From: Chandler Bing on
Greetings all,

My company is attempting to perform replication from one HP EVA SAN
array to another HP EVA SAN array across the WAN. We have a metro
Ethernet connection between the two with one Gigabit of shared
bandwidth. We share the bandwidth with our other business units, with
no QoS in place, but we have been told that the pipe has never been
completely saturated, and we’re not rate limited. The SAN arrays are
on 4Gbps fiber channel brocade switches. There are two devices called
MPX110’s that send the data from fiber channel to Ethernet. Each MPX
has redundancy groups they perform replication for, and although they
have two Ethernet and two fiber channel ports on each, we only use one
on each. Each MPX110 has a path they perform replication for to their
counter parts on the other side. It is my understanding they
negotiate a tunnel between them, Fiber Channel over IP. They’re each
on their own 6509 which have a uplinks to a 3750 and that goes across
the metro Ethernet to a 3560 on the other side, then up to a 3560
acting as the core and out to two 3560’s with an MPX on each one.

Now the problem, although we have one gigabit of bandwidth, they’ll
only use about 13Mbps of it each, we’ve verified this with iperf.
Each connection we’ll only take 13Mbps of bandwidth, parallel tests
show each connection gets 13Mbps of bandwidth. The HP engineer told
us that at >5Mbps we get approximately 1.3Mbps of actually data, which
means that FCIP has 80% over head?

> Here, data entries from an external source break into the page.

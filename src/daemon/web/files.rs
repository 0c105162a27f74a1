use std::path::{Component, Path, PathBuf};

use tokio::fs;

/// Requests under this prefix belong to the API and are never served from
/// disk.
const API_PREFIX: &str = "/api/";

const INDEX_FILE: &str = "index.html";

/// Maps request targets to files below a root directory.
#[derive(Debug, Clone)]
pub struct StaticFiles {
    root: PathBuf,
}

impl StaticFiles {
    /// Creates a new [`StaticFiles`] serving from `root`.
    pub fn new<P: AsRef<Path>>(root: P) -> Self {
        Self {
            root: root.as_ref().to_path_buf(),
        }
    }

    pub fn root(&self) -> &Path {
        &self.root
    }

    /// Resolve a request target to a regular file. Return `None` if the
    /// target must be answered with 404.
    pub async fn resolve(&self, target: &str) -> Option<PathBuf> {
        let path = match target.split_once(['?', '#']) {
            Some((path, _)) => path,
            None => target,
        };

        if path.starts_with(API_PREFIX) {
            tracing::debug!(path, "Rejected API path");
            return None;
        }

        // `.` segments are dropped; anything that could leave the root is not.
        let mut relative = PathBuf::new();
        for component in Path::new(path.trim_start_matches('/')).components() {
            match component {
                Component::Normal(part) => relative.push(part),
                Component::CurDir => {}
                _ => {
                    tracing::warn!(path, "Rejected path escaping root");
                    return None;
                }
            }
        }

        let file = self.root.join(relative);
        let metadata = match fs::metadata(&file).await {
            Ok(metadata) => metadata,
            Err(err) => {
                tracing::info!(path = %file.display(), %err, "File not found");
                return None;
            }
        };

        if metadata.is_file() {
            return Some(file);
        }

        let index = file.join(INDEX_FILE);
        match fs::metadata(&index).await {
            Ok(metadata) if metadata.is_file() => Some(index),
            _ => {
                tracing::info!(path = %index.display(), "File not found");
                None
            }
        }
    }
}

/// Guess a `Content-Type` from the file extension.
pub fn content_type(path: &Path) -> &'static str {
    let extension = path
        .extension()
        .and_then(|ext| ext.to_str())
        .map(str::to_ascii_lowercase);

    match extension.as_deref() {
        Some("html" | "htm") => "text/html; charset=utf-8",
        Some("css") => "text/css; charset=utf-8",
        Some("js" | "mjs") => "text/javascript; charset=utf-8",
        Some("json") => "application/json",
        Some("txt") => "text/plain; charset=utf-8",
        Some("svg") => "image/svg+xml",
        Some("png") => "image/png",
        Some("jpg" | "jpeg") => "image/jpeg",
        Some("gif") => "image/gif",
        Some("ico") => "image/x-icon",
        Some("wasm") => "application/wasm",
        Some("woff2") => "font/woff2",
        _ => "application/octet-stream",
    }
}

#[cfg(test)]
mod tests {
    use super::*;

    use assert_fs::prelude::*;
    use assert_fs::TempDir;

    fn site() -> TempDir {
        let tmp = TempDir::new().expect("Test environment should support temporary directories");
        tmp.child("index.html").write_str("<h1>home</h1>").unwrap();
        tmp.child("app.js").write_str("main()").unwrap();
        tmp.child("docs/index.html").write_str("docs").unwrap();
        tmp.child("empty").create_dir_all().unwrap();
        tmp.child("api/catalog").write_str("[]").unwrap();
        tmp
    }

    #[tokio::test]
    async fn resolve_root_serves_index() {
        let tmp = site();
        let files = StaticFiles::new(tmp.path());
        assert_eq!(
            files.resolve("/").await,
            Some(tmp.path().join("index.html"))
        );
    }

    #[tokio::test]
    async fn resolve_joins_root() {
        let tmp = site();
        let files = StaticFiles::new(tmp.path());
        assert_eq!(
            files.resolve("/app.js").await,
            Some(tmp.path().join("app.js"))
        );
        assert_eq!(
            files.resolve("/app.js?cache=1").await,
            Some(tmp.path().join("app.js"))
        );
    }

    #[tokio::test]
    async fn resolve_api_prefix_not_found() {
        let tmp = site();
        let files = StaticFiles::new(tmp.path());
        assert_eq!(files.resolve("/api/catalog").await, None);
        assert_eq!(files.resolve("/api/").await, None);
    }

    #[tokio::test]
    async fn resolve_missing_not_found() {
        let tmp = site();
        let files = StaticFiles::new(tmp.path());
        assert_eq!(files.resolve("/missing.css").await, None);
    }

    #[tokio::test]
    async fn resolve_directory() {
        let tmp = site();
        let files = StaticFiles::new(tmp.path());
        assert_eq!(
            files.resolve("/docs").await,
            Some(tmp.path().join("docs").join("index.html"))
        );
        assert_eq!(files.resolve("/empty/").await, None);
    }

    #[tokio::test]
    async fn resolve_rejects_traversal() {
        let tmp = site();
        tmp.child("secret").write_str("hidden").unwrap();
        let files = StaticFiles::new(tmp.child("docs").path());
        assert_eq!(files.resolve("/../secret").await, None);
        assert_eq!(files.resolve("/docs/../../secret").await, None);
    }

    #[tokio::test]
    async fn resolve_drops_current_dir_segments() {
        let tmp = site();
        let expected = Some(tmp.path().join("docs").join("index.html"));
        let files = StaticFiles::new(tmp.path());
        assert_eq!(files.resolve("/./docs/index.html").await, expected);
        assert_eq!(files.resolve("/docs/./index.html").await, expected);
        assert_eq!(files.resolve("/docs/.").await, expected);
    }

    #[test]
    fn content_type_by_extension() {
        assert_eq!(
            content_type(Path::new("index.HTML")),
            "text/html; charset=utf-8"
        );
        assert_eq!(content_type(Path::new("logo.png")), "image/png");
        assert_eq!(
            content_type(Path::new("archive")),
            "application/octet-stream"
        );
    }
}
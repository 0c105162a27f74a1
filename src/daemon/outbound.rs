use std::path::PathBuf;

use tokio::sync::watch;

use crate::domain::daemon::outbound::DisplayPort;

/// A [`DisplayPort`] implementation which logs every title change and
/// optionally mirrors the title text into a file for status bars to poll.
///
/// File writes happen on a background task fed through a latest-wins
/// channel, so `set_title` and `clear_title` never touch the disk.
#[derive(Debug, Default)]
pub struct TitleDisplay {
    mirror: Option<watch::Sender<String>>,
}

impl TitleDisplay {
    /// Creates a new [`TitleDisplay`]. Nothing is written to disk if `file`
    /// is `None`; otherwise the writer task is spawned on the current tokio
    /// runtime.
    pub fn new(file: Option<PathBuf>) -> Self {
        let mirror = file.map(|path| {
            let (sender, receiver) = watch::channel(String::new());
            tokio::spawn(mirror_title(path, receiver));
            sender
        });
        Self { mirror }
    }

    fn write(&self, text: &str) {
        if let Some(mirror) = &self.mirror {
            mirror.send_replace(text.to_owned());
        }
    }
}

/// Writes each new title into `path` until the [`TitleDisplay`] is dropped.
async fn mirror_title(path: PathBuf, mut titles: watch::Receiver<String>) {
    while titles.changed().await.is_ok() {
        let text = titles.borrow_and_update().clone();
        if let Err(err) = tokio::fs::write(&path, text).await {
            tracing::warn!(path = %path.display(), %err, "Could not write title file");
        }
    }
}

impl DisplayPort for TitleDisplay {
    fn set_title(&self, text: &str) {
        tracing::info!(title = text, "Title changed");
        self.write(text);
    }

    fn clear_title(&self) {
        tracing::info!("Title cleared");
        self.write("");
    }
}
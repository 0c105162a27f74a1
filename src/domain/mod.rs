pub mod client;
pub mod daemon;
pub mod entity;
pub mod repository;
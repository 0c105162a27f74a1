use std::sync::Arc;

use bytes::{Buf, BytesMut};
use snafu::prelude::*;
use tokio::io::{AsyncRead, AsyncReadExt, AsyncWrite, AsyncWriteExt, Error};

use crate::protocol::frame::{Frame, ParseFrameError, WriteFrameError};

/// Frame-level access to a byte stream, usually a socket. Reads are buffered
/// so a frame may arrive in any number of chunks.
pub struct Connection<S>
where
    S: AsyncRead + AsyncWrite + Unpin,
{
    stream: S,
    read_buffer: BytesMut,
    write_buffer: BytesMut,
}

impl<S> Connection<S>
where
    S: AsyncRead + AsyncWrite + Unpin,
{
    /// Serialize a [`Frame`] and send it through the wrapped stream. The
    /// stream is flushed before returning.
    ///
    /// # Errors
    ///
    /// This function will return an error if serialization fails or network
    /// IO fails.
    pub async fn send(&mut self, frame: Frame) -> Result<(), SendFrameError> {
        self.write_buffer.clear();
        frame.write(&mut self.write_buffer).context(EncodeSnafu)?;

        self.stream
            .write_all(&self.write_buffer)
            .await
            .context(TransmitSnafu)?;
        self.stream.flush().await.context(TransmitSnafu)
    }

    /// Wait until a whole [`Frame`] is buffered and return it. Bytes after the
    /// frame stay buffered for the next call.
    ///
    /// # Errors
    ///
    /// This function will return an error if deserialization fails, the peer
    /// closes the stream or network IO fails.
    pub async fn receive(&mut self) -> Result<Frame, ReceiveFrameError> {
        loop {
            if let Some(frame) = self.parse_buffered()? {
                return Ok(frame);
            }

            let read = self
                .stream
                .read_buf(&mut self.read_buffer)
                .await
                .context(ReceiveSnafu)?;

            if read == 0 {
                return match self.read_buffer.len() {
                    0 => ClosedSnafu.fail(),
                    buffered => TruncatedSnafu { buffered }.fail(),
                };
            }
        }
    }

    fn parse_buffered(&mut self) -> Result<Option<Frame>, ReceiveFrameError> {
        match Frame::parse(&self.read_buffer[..]) {
            Ok((frame, len)) => {
                self.read_buffer.advance(len);
                Ok(Some(frame))
            }
            Err(ParseFrameError::Incomplete) => Ok(None),
            Err(err) => Err(err).context(DecodeSnafu),
        }
    }
}

impl<S> From<S> for Connection<S>
where
    S: AsyncRead + AsyncWrite + Unpin,
{
    fn from(value: S) -> Self {
        Self {
            stream: value,
            read_buffer: BytesMut::with_capacity(1024),
            write_buffer: BytesMut::with_capacity(256),
        }
    }
}

/// An error type for [`Connection::send`].
#[derive(Debug, Snafu)]
#[non_exhaustive]
pub enum SendFrameError {
    #[snafu(display("Could not encode frame"))]
    Encode { source: WriteFrameError },
    #[snafu(display("Could not write frame to the stream"))]
    Transmit {
        #[snafu(source(from(Error, Arc::new)))]
        source: Arc<Error>,
    },
}

/// An error type for [`Connection::receive`].
#[derive(Debug, Snafu)]
#[non_exhaustive]
pub enum ReceiveFrameError {
    #[snafu(display("Could not decode frame"))]
    Decode { source: ParseFrameError },
    #[snafu(display("Connection is closed by the peer"))]
    Closed,
    #[snafu(display("Connection is closed with {buffered} bytes of a partial frame"))]
    Truncated { buffered: usize },
    #[snafu(display("Could not read from the stream"))]
    Receive {
        #[snafu(source(from(Error, Arc::new)))]
        source: Arc<Error>,
    },
}
use std::ffi::OsString;
use std::path::PathBuf;
use std::process::Stdio;

use sysinfo::System;
use tokio::process::Command;
use tracing::Level;

use crate::daemon::runtime::{ControlProcessError, ProcessController};
use crate::domain::client::outbound::{InitDaemonError, InitPort};

/// An [`InitPort`] implementation which spawns the daemon executable and
/// waits until it has daemonized itself.
#[derive(Debug)]
pub struct InitService {
    executable: Option<PathBuf>,
    pid_file: PathBuf,
    daemon_name: String,
    config: Option<PathBuf>,
    socket: Option<PathBuf>,
    verbosity: Level,
}

impl InitService {
    pub fn new(
        executable: Option<PathBuf>,
        pid_file: PathBuf,
        daemon_name: String,
        config: Option<PathBuf>,
        socket: Option<PathBuf>,
        verbosity: Level,
    ) -> Self {
        Self {
            executable,
            pid_file,
            daemon_name,
            config,
            socket,
            verbosity,
        }
    }

    fn detect_instance(&self) -> Result<(), InitDaemonError> {
        let system = System::new_all();
        match ProcessController::detect_instance(&system, &self.pid_file, &self.daemon_name) {
            Ok(()) => Ok(()),
            Err(ControlProcessError::MultipleProcesses) => Err(InitDaemonError::AlreadyRunning),
            Err(err) => Err(InitDaemonError::Unknown {
                message: "Could not detect daemon".to_owned(),
                source: Some(err.into()),
            }),
        }
    }

    fn program(&self) -> OsString {
        match &self.executable {
            Some(executable) => executable.clone().into_os_string(),
            None => OsString::from(&self.daemon_name),
        }
    }

    fn arguments(&self) -> Vec<OsString> {
        let mut args: Vec<OsString> = vec![
            "--verbosity".into(),
            self.verbosity.to_string().into(),
            "--daemonize".into(),
        ];

        if let Some(path) = self.config.as_ref() {
            args.push("--config".into());
            args.push(path.clone().into_os_string());
        }

        if let Some(path) = self.socket.as_ref() {
            args.push("--socket".into());
            args.push(path.clone().into_os_string());
        }

        args
    }
}

#[async_trait::async_trait]
impl InitPort for InitService {
    async fn init(&self) -> Result<(), InitDaemonError> {
        self.detect_instance()?;

        let mut command = Command::new(self.program());
        command
            .args(self.arguments())
            .stdin(Stdio::null())
            .stdout(Stdio::null())
            .stderr(Stdio::inherit());

        let mut child = command.spawn().map_err(|err| InitDaemonError::Unknown {
            message: "Could not spawn daemon process".to_owned(),
            source: Some(err.into()),
        })?;

        let status = child.wait().await.map_err(|err| InitDaemonError::Unknown {
            message: "Could not get daemon status".to_owned(),
            source: Some(err.into()),
        })?;

        if !status.success() {
            Err(InitDaemonError::Unknown {
                message: format!("Daemon exited abnormally with {status}"),
                source: None,
            })
        } else {
            Ok(())
        }
    }
}

#[cfg(test)]
mod tests {
    use super::*;

    use assert_fs::prelude::*;
    use assert_fs::TempDir;

    fn service(tmp: &TempDir, executable: Option<PathBuf>, config: Option<PathBuf>) -> InitService {
        InitService::new(
            executable,
            tmp.child("daemon.pid").to_path_buf(),
            "tomato-tray-daemon".to_owned(),
            config,
            Some(PathBuf::from("/run/tomato.socket")),
            Level::DEBUG,
        )
    }

    #[test]
    fn init_service_command_line() {
        let tmp = TempDir::new().unwrap();
        let service = service(&tmp, None, Some(PathBuf::from("/etc/tomato.toml")));
        assert_eq!(service.program(), OsString::from("tomato-tray-daemon"));
        assert_eq!(
            service.arguments(),
            vec![
                OsString::from("--verbosity"),
                OsString::from("DEBUG"),
                OsString::from("--daemonize"),
                OsString::from("--config"),
                OsString::from("/etc/tomato.toml"),
                OsString::from("--socket"),
                OsString::from("/run/tomato.socket"),
            ],
        );
    }

    #[test]
    fn init_service_custom_executable() {
        let tmp = TempDir::new().unwrap();
        let service = service(&tmp, Some(PathBuf::from("/opt/bin/daemon")), None);
        assert_eq!(service.program(), OsString::from("/opt/bin/daemon"));
        assert_eq!(service.arguments().len(), 5);
    }

    #[tokio::test]
    async fn init_service_error_spawn() {
        let tmp = TempDir::new().unwrap();
        let missing = tmp.child("no-such-daemon").to_path_buf();
        let service = service(&tmp, Some(missing), None);
        assert!(matches!(
            service.init().await,
            Err(InitDaemonError::Unknown { .. })
        ));
    }
}
use std::sync::Arc;

use snafu::prelude::*;

use crate::domain::daemon::app::board::TitleBoard;
use crate::domain::daemon::app::service::{
    QueryService, ShutdownService, StartBreakService, StartPomodoroService, StopService,
    TitleService,
};
use crate::domain::daemon::inbound::{
    QueryPort, ShutdownPort, StartBreakPort, StartPomodoroPort, StopPort, TitlePort,
};
use crate::domain::daemon::outbound::DisplayPort;
use crate::domain::daemon::timer::{TimerConfig, TimerMachine};
use crate::domain::daemon::updater::{TickSource, UpdaterRoutine};
use crate::domain::repository::duration::GetDurationError;
use crate::domain::repository::DurationRepository;

/// Entrance to the domain logic, providing ports for external adapters.
pub struct ApplicationCore {
    pub start_pomodoro: Arc<dyn StartPomodoroPort>,
    pub start_break: Arc<dyn StartBreakPort>,
    pub stop: Arc<dyn StopPort>,
    pub query: Arc<dyn QueryPort>,
    pub title: Arc<dyn TitlePort>,
    pub shutdown: Arc<dyn ShutdownPort>,
}

impl ApplicationCore {
    /// Initialize the application by injecting external repositories and
    /// adapters. This spawns the title updater on the current runtime.
    ///
    /// # Errors
    ///
    /// This function will return an error if initialization failed.
    pub async fn setup(
        duration_repository: Arc<dyn DurationRepository>,
        display_port: Arc<dyn DisplayPort>,
        tick_source: Arc<dyn TickSource>,
    ) -> Result<ApplicationCore, SetupApplicationCoreError> {
        let config = TimerConfig {
            pomodoro_duration: duration_repository
                .pomodoro_duration()
                .await
                .context(DurationConfigSnafu { key: "pomodoro" })?
                .get(),
            break_duration: duration_repository
                .break_duration()
                .await
                .context(DurationConfigSnafu { key: "break" })?
                .get(),
        };
        let refresh = duration_repository
            .refresh_interval()
            .await
            .context(DurationConfigSnafu { key: "refresh" })?
            .get();

        let machine = TimerMachine::new(config);
        let board = Arc::new(TitleBoard::new(display_port));
        let updater = UpdaterRoutine::spawn(
            Arc::new(machine.clone()),
            Arc::clone(&board) as Arc<dyn DisplayPort>,
            tick_source,
            refresh,
        );

        let app = ApplicationCore {
            start_pomodoro: Arc::new(StartPomodoroService::new(machine.clone())),
            start_break: Arc::new(StartBreakService::new(machine.clone())),
            stop: Arc::new(StopService::new(machine.clone())),
            query: Arc::new(QueryService::new(machine.clone())),
            title: Arc::new(TitleService::new(board)),
            shutdown: Arc::new(ShutdownService::new(machine, updater)),
        };

        Ok(app)
    }
}

/// An error for initializing the application.
#[derive(Debug, Snafu)]
#[non_exhaustive]
pub enum SetupApplicationCoreError {
    #[snafu(display("Could not load {key} duration from repository"))]
    DurationConfig {
        key: &'static str,
        source: GetDurationError,
    },
}
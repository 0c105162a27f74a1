mod control;
mod init;
mod query;
mod title;

pub use control::ControlService;
pub use init::InitService;
pub use query::QueryService;
pub use title::TitleService;

use snafu::prelude::*;

use crate::client::app::connector::{ConnectError, Connector};
use crate::domain::client::outbound::{BadResponseSnafu, RequestDaemonError, UnavailableSnafu};
use crate::protocol::{Connection, Protocol, Request, Response};

/// Open a connection, send one request and wait for its response.
///
/// # Errors
///
/// This function will return an error if the daemon is unreachable, the
/// exchange fails or the daemon replies with something other than a
/// response.
async fn exchange(
    connector: &dyn Connector,
    request: Request,
) -> Result<Response, RequestDaemonError> {
    let stream = match connector.connect().await {
        Ok(stream) => stream,
        Err(err) => match err {
            ConnectError::Unavailable { endpoint } => return UnavailableSnafu { endpoint }.fail(),
            err => return Err(err).whatever_context("Could not connect"),
        },
    };

    let mut connection = Connection::from(stream);

    connection
        .send(Protocol::Request(request).into())
        .await
        .whatever_context("Could not send request")?;

    let response: Protocol = connection
        .receive()
        .await
        .whatever_context("Could not receive response")?
        .into();

    match response {
        Protocol::Response(response) => Ok(response),
        Protocol::Request(_) => BadResponseSnafu.fail(),
    }
}

#[cfg(test)]
mod testing {
    use std::sync::Arc;

    use tokio::task::JoinHandle;

    use crate::client::app::connector::{Connector, DuplexConnector};
    use crate::protocol::{Connection, Protocol};

    /// A fake daemon that answers one connection with `reply`. The handle
    /// yields the message it received.
    pub(super) fn scripted_daemon(reply: Protocol) -> (Arc<dyn Connector>, JoinHandle<Protocol>) {
        let (connector, mut peers) = DuplexConnector::new(256);
        let daemon = tokio::spawn(async move {
            let mut connection = Connection::from(peers.recv().await.unwrap());
            let received: Protocol = connection.receive().await.unwrap().into();
            connection.send(reply.into()).await.unwrap();
            received
        });
        let connector: Arc<dyn Connector> = Arc::new(connector);
        (connector, daemon)
    }

    /// A connector whose daemon is gone.
    pub(super) fn absent_daemon() -> Arc<dyn Connector> {
        let (connector, peers) = DuplexConnector::new(256);
        drop(peers);
        Arc::new(connector)
    }
}
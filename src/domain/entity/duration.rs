use std::time::Duration;

use snafu::prelude::*;

/// A positive duration configured for a timer phase or a refresh period,
/// represented in seconds and capped at [`PhaseDuration::MAX_SECONDS`].
#[derive(Debug, Clone, Copy, PartialEq, Eq, PartialOrd, Ord)]
pub struct PhaseDuration(Duration);

impl PhaseDuration {
    /// One week. Deadlines stay far from `Instant` overflow.
    pub const MAX_SECONDS: u64 = 7 * 24 * 60 * 60;

    /// Try to create a [`PhaseDuration`] from a number of seconds.
    ///
    /// # Errors
    ///
    /// This function will return an error if the integer is zero or above
    /// [`PhaseDuration::MAX_SECONDS`].
    pub fn try_new(seconds: u64) -> Result<Self, TryNewPhaseDurationError> {
        ensure!(seconds > 0, ZeroSnafu);
        ensure!(seconds <= Self::MAX_SECONDS, TooLargeSnafu { seconds });
        Ok(Self(Duration::from_secs(seconds)))
    }

    /// Returns the inner [`Duration`].
    pub fn get(self) -> Duration {
        self.0
    }
}

impl TryFrom<u64> for PhaseDuration {
    type Error = TryNewPhaseDurationError;

    fn try_from(value: u64) -> Result<Self, Self::Error> {
        Self::try_new(value)
    }
}

impl From<PhaseDuration> for Duration {
    fn from(value: PhaseDuration) -> Self {
        value.0
    }
}

/// An error type of creating a [`PhaseDuration`].
#[derive(Debug, Clone, Snafu, PartialEq, Eq)]
#[non_exhaustive]
pub enum TryNewPhaseDurationError {
    #[snafu(display("Duration must be greater than zero"))]
    #[non_exhaustive]
    Zero,
    #[snafu(display("Duration of {seconds}s exceeds one week"))]
    #[non_exhaustive]
    TooLarge { seconds: u64 },
}
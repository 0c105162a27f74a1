use std::fs;
use std::io::{Error as IoError, ErrorKind as IoErrorKind};
use std::path::{Path, PathBuf};
use std::sync::Arc;

use daemonize::{Daemonize, Error as DaemonizeError};
use snafu::prelude::*;
use sysinfo::{Pid, System};

/// Keeps the daemon single-instance and optionally detaches it from the
/// terminal. Both modes leave a PID file behind.
#[derive(Debug)]
pub struct ProcessController {
    process_name: String,
    pid_file: PathBuf,
    daemonize: bool,
}

impl ProcessController {
    pub fn new(process_name: String, pid_file: PathBuf, daemonize: bool) -> Self {
        Self {
            process_name,
            pid_file,
            daemonize,
        }
    }

    /// Refuse to start next to a live instance, then daemonize or just
    /// record the current PID.
    ///
    /// # Errors
    ///
    /// This function will return an error if another instance is running or
    /// the process could not be prepared.
    pub fn start(self) -> Result<(), ControlProcessError> {
        Self::detect_instance(&System::new_all(), &self.pid_file, &self.process_name)?;

        if !self.daemonize {
            let pid = sysinfo::get_current_pid().map_err(|message| ControlProcessError::GetPid {
                message: message.to_owned(),
            })?;
            return Self::write_pid(&self.pid_file, pid);
        }

        Daemonize::new()
            .pid_file(&self.pid_file)
            .start()
            .context(DaemonizeSnafu)
    }

    /// Remove the PID file written by [`ProcessController::start`].
    ///
    /// # Errors
    ///
    /// This function will return an error if the file exists but could not be
    /// removed.
    pub fn release<P: AsRef<Path>>(pid_file: P) -> Result<(), ControlProcessError> {
        match fs::remove_file(pid_file) {
            Ok(()) => Ok(()),
            Err(err) if err.kind() == IoErrorKind::NotFound => Ok(()),
            Err(err) => Err(err).context(FileSystemSnafu {
                message: "Could not remove PID file",
            }),
        }
    }

    /// Check whether the PID file points to a live process named
    /// `process_name`.
    ///
    /// # Errors
    ///
    /// This function will return [`ControlProcessError::MultipleProcesses`] if
    /// such a process exists, or other errors if the PID file is unreadable.
    pub fn detect_instance<P: AsRef<Path>>(
        system: &System,
        pid_file: P,
        process_name: &str,
    ) -> Result<(), ControlProcessError> {
        let Some(pid) = Self::read_pid(pid_file.as_ref())? else {
            return Ok(());
        };

        let alive = system
            .process(pid)
            .is_some_and(|proc| same_process_name(&proc.name().to_string_lossy(), process_name));
        ensure!(!alive, MultipleProcessesSnafu);
        Ok(())
    }

    fn read_pid(pid_file: &Path) -> Result<Option<Pid>, ControlProcessError> {
        let content = match fs::read_to_string(pid_file) {
            Ok(content) => content,
            Err(err) if err.kind() == IoErrorKind::NotFound => return Ok(None),
            Err(err) => {
                return Err(err).context(FileSystemSnafu {
                    message: "Could not read PID file",
                })
            }
        };

        let pid = content.trim().parse::<Pid>().ok().context(InvalidPidFileSnafu)?;
        Ok(Some(pid))
    }

    fn write_pid(pid_file: &Path, pid: Pid) -> Result<(), ControlProcessError> {
        fs::write(pid_file, format!("{pid}\n")).context(FileSystemSnafu {
            message: "Could not write PID",
        })
    }
}

/// Kernel process names are cut at 15 bytes, so a name of that length only
/// has to be a prefix of the expected one.
fn same_process_name(actual: &str, expected: &str) -> bool {
    const TASK_COMM_LEN: usize = 15;
    actual == expected
        || actual.contains(expected)
        || (actual.len() >= TASK_COMM_LEN && expected.starts_with(actual))
}

#[derive(Debug, Snafu, Clone)]
#[non_exhaustive]
pub enum ControlProcessError {
    #[snafu(display("File system error: {message}"))]
    FileSystem {
        message: String,
        #[snafu(source(from(IoError, Arc::new)))]
        source: Arc<IoError>,
    },
    #[snafu(display("Could not start multiple daemon processes"))]
    MultipleProcesses,
    #[snafu(display("Could not ensure process uniqueness with invalid PID file"))]
    InvalidPidFile,
    #[snafu(display("Failed to get PID: {message}"))]
    GetPid { message: String },
    #[snafu(display("Could not daemonize the process"))]
    Daemonize { source: DaemonizeError },
}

Can that be right? The big huge
problem is that after running for several hours they’ll eventually
just die and have to rebooted to start replicating again. They’re
already on the latest firmware (2.4.4.1). The only error we get from
the statistic screen of the MPX’s says they’re getting TCP timeouts.

I’ve performed captures on both sides’ MPXs’ and the errors I see in a
60 sec sample are FCP malformed packets (~4300), duplicate ACK’s
(~41), previous segment lost (~3), fast retransmission (~3). When HP
was questioned about the FCP malformed packets they stated that they
use a proprietary protocol and that wireshark wouldn’t be able to
decode it. I’ve since searched for this protocol but can find no
references to it anywhere. The other errors seem so minor and few it
would be hard to believe that they’re impacting the data stream that
much if at all.

I’ll include a small sample of the captures, if it lets me.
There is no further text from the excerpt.